- _Work to complete_
Beginning with the first line of the data below, extract each line up to and including the one containing "pub use mock_ice::MockIceProvider;". Copy them exactly and add nothing.

··· Information provided ···

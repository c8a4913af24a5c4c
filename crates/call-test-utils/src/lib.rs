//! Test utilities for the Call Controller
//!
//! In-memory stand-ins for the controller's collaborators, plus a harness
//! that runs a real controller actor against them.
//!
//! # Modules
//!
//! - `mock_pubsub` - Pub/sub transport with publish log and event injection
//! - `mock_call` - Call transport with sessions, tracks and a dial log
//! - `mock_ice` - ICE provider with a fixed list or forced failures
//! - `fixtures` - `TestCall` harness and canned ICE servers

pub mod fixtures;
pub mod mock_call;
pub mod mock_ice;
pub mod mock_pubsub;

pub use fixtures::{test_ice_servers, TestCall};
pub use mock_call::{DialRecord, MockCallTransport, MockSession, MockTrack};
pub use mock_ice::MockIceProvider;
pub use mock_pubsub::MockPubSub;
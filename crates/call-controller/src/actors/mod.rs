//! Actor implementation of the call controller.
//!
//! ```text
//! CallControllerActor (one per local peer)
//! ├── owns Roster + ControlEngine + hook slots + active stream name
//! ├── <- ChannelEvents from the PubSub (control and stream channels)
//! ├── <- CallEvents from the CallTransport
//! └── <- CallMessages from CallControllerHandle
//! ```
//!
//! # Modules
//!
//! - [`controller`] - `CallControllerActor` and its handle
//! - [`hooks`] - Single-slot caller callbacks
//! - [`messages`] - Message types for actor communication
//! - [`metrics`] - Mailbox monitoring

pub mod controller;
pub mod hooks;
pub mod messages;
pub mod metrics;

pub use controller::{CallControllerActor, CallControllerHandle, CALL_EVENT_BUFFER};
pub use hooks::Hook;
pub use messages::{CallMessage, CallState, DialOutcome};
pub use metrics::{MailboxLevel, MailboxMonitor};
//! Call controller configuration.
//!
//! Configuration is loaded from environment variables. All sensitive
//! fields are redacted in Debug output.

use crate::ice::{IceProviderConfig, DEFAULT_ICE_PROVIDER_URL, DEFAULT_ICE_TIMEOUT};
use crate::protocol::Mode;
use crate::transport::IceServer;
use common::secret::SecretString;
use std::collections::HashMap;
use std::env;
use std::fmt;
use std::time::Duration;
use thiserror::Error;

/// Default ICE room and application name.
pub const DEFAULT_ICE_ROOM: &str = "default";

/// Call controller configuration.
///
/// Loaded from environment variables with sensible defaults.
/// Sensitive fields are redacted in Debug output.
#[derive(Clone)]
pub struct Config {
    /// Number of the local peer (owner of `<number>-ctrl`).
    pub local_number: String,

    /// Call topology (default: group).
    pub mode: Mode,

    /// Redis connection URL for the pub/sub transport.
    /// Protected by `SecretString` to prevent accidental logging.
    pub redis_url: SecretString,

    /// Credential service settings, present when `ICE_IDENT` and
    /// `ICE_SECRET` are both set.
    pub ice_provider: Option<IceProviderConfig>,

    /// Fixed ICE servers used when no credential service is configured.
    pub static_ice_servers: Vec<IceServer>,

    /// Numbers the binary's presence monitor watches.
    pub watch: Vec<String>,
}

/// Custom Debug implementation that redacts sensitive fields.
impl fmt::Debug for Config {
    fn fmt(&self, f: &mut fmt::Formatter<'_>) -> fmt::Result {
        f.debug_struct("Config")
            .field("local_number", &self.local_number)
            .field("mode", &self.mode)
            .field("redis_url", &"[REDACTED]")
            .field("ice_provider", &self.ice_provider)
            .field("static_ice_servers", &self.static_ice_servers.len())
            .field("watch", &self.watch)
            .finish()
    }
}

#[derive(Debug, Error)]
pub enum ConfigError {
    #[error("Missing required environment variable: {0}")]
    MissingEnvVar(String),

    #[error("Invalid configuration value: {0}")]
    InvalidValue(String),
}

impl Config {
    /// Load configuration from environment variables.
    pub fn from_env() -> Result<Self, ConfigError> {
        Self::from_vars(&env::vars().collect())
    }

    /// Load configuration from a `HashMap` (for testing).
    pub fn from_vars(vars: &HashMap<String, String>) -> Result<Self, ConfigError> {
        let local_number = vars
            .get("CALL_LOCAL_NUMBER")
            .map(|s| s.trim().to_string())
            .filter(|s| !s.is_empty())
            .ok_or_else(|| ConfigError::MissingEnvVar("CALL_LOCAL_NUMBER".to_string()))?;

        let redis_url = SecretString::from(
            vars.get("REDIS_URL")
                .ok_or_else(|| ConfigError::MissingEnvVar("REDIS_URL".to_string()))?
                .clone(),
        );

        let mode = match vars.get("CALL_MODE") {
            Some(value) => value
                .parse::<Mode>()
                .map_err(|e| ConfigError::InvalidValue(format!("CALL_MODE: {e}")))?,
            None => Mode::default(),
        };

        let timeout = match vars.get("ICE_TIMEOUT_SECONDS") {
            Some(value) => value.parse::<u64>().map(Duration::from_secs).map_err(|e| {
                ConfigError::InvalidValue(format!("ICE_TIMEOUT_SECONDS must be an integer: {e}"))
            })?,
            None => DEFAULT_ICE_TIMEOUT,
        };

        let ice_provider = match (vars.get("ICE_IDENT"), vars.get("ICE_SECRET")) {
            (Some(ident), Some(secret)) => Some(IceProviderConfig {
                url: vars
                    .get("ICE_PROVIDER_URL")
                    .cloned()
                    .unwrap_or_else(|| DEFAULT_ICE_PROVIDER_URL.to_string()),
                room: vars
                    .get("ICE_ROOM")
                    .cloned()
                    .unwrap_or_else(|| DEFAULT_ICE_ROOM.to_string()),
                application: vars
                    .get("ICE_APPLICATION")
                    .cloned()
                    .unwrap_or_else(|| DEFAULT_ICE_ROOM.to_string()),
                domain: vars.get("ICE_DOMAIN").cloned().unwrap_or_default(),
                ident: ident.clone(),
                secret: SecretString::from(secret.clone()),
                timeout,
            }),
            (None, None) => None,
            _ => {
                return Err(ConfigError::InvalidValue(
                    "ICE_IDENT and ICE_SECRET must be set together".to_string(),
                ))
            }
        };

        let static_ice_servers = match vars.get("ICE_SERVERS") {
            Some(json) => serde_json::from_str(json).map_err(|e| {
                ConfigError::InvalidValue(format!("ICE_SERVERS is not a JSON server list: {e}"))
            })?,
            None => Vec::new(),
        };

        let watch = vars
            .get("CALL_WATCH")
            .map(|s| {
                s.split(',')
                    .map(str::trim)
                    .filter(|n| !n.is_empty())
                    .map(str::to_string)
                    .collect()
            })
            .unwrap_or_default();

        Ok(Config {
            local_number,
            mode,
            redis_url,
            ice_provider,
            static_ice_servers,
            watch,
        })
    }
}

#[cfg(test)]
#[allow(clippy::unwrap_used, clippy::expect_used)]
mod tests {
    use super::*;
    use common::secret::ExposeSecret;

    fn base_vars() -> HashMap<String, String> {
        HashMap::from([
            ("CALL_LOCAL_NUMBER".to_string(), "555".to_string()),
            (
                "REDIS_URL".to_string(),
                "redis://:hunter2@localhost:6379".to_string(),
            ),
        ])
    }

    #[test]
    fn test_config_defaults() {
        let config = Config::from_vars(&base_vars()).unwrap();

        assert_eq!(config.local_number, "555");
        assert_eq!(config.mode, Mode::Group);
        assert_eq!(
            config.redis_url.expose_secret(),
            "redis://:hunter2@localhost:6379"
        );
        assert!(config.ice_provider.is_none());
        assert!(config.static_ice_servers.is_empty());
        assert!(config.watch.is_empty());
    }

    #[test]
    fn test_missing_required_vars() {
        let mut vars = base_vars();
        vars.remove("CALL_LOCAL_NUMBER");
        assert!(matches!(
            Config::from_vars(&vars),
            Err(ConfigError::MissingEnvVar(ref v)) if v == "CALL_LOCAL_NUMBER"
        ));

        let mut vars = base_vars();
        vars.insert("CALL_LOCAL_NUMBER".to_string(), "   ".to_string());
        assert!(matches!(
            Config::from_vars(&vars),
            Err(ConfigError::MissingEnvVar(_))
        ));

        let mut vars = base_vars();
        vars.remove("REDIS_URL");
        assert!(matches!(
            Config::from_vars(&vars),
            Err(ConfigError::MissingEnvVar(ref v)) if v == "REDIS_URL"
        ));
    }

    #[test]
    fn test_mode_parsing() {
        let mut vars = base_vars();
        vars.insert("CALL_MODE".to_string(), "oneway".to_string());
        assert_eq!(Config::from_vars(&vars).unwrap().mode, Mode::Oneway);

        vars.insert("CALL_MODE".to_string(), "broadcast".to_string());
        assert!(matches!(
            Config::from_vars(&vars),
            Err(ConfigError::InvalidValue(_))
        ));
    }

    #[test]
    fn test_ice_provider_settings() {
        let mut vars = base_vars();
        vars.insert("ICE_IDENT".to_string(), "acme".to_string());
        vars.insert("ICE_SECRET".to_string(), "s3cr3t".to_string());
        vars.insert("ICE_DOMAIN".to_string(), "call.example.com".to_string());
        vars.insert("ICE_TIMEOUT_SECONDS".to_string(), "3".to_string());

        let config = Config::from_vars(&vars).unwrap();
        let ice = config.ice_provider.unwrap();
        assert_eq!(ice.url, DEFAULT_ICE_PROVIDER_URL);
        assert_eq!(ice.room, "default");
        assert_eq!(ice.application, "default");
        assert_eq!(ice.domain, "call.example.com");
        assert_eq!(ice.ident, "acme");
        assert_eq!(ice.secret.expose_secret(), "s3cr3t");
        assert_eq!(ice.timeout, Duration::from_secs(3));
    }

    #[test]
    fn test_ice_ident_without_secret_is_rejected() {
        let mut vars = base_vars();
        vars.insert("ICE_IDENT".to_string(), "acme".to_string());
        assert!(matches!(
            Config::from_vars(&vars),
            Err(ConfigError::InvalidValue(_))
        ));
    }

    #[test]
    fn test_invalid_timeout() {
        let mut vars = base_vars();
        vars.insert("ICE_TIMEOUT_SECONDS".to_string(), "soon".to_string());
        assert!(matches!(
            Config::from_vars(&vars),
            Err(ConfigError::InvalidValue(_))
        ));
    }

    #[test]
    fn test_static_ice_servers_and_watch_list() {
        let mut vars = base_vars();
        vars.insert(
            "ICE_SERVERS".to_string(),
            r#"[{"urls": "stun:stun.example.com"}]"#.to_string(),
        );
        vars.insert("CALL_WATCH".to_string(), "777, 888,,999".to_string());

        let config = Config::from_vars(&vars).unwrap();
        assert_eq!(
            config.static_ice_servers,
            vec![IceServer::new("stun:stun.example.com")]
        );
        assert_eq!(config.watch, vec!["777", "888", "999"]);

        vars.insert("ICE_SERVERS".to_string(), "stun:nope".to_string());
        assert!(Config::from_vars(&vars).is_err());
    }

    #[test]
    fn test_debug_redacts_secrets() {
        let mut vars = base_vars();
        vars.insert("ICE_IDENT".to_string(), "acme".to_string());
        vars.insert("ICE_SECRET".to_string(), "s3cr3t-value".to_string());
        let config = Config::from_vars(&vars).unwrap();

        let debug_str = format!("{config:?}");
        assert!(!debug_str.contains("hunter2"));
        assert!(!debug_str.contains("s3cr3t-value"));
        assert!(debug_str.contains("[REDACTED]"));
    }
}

···

- _Output below_
repository c8a4913af24a5c4c
filename crates/call-test-utils/src/lib.rs
//! Test utilities for the Call Controller
//!
//! In-memory stand-ins for the controller's collaborators, plus a harness
//! that runs a real controller actor against them.
//!
//! # Modules
//!
//! - `mock_pubsub` - Pub/sub transport with publish log and event injection
//! - `mock_call` - Call transport with sessions, tracks and a dial log
//! - `mock_ice` - ICE provider with a fixed list or forced failures
//! - `fixtures` - `TestCall` harness and canned ICE servers

pub mod fixtures;
pub mod mock_call;
pub mod mock_ice;
pub mod mock_pubsub;

pub use fixtures::{test_ice_servers, TestCall};
pub use mock_call::{DialRecord, MockCallTransport, MockSession, MockTrack};
pub use mock_ice::MockIceProvider;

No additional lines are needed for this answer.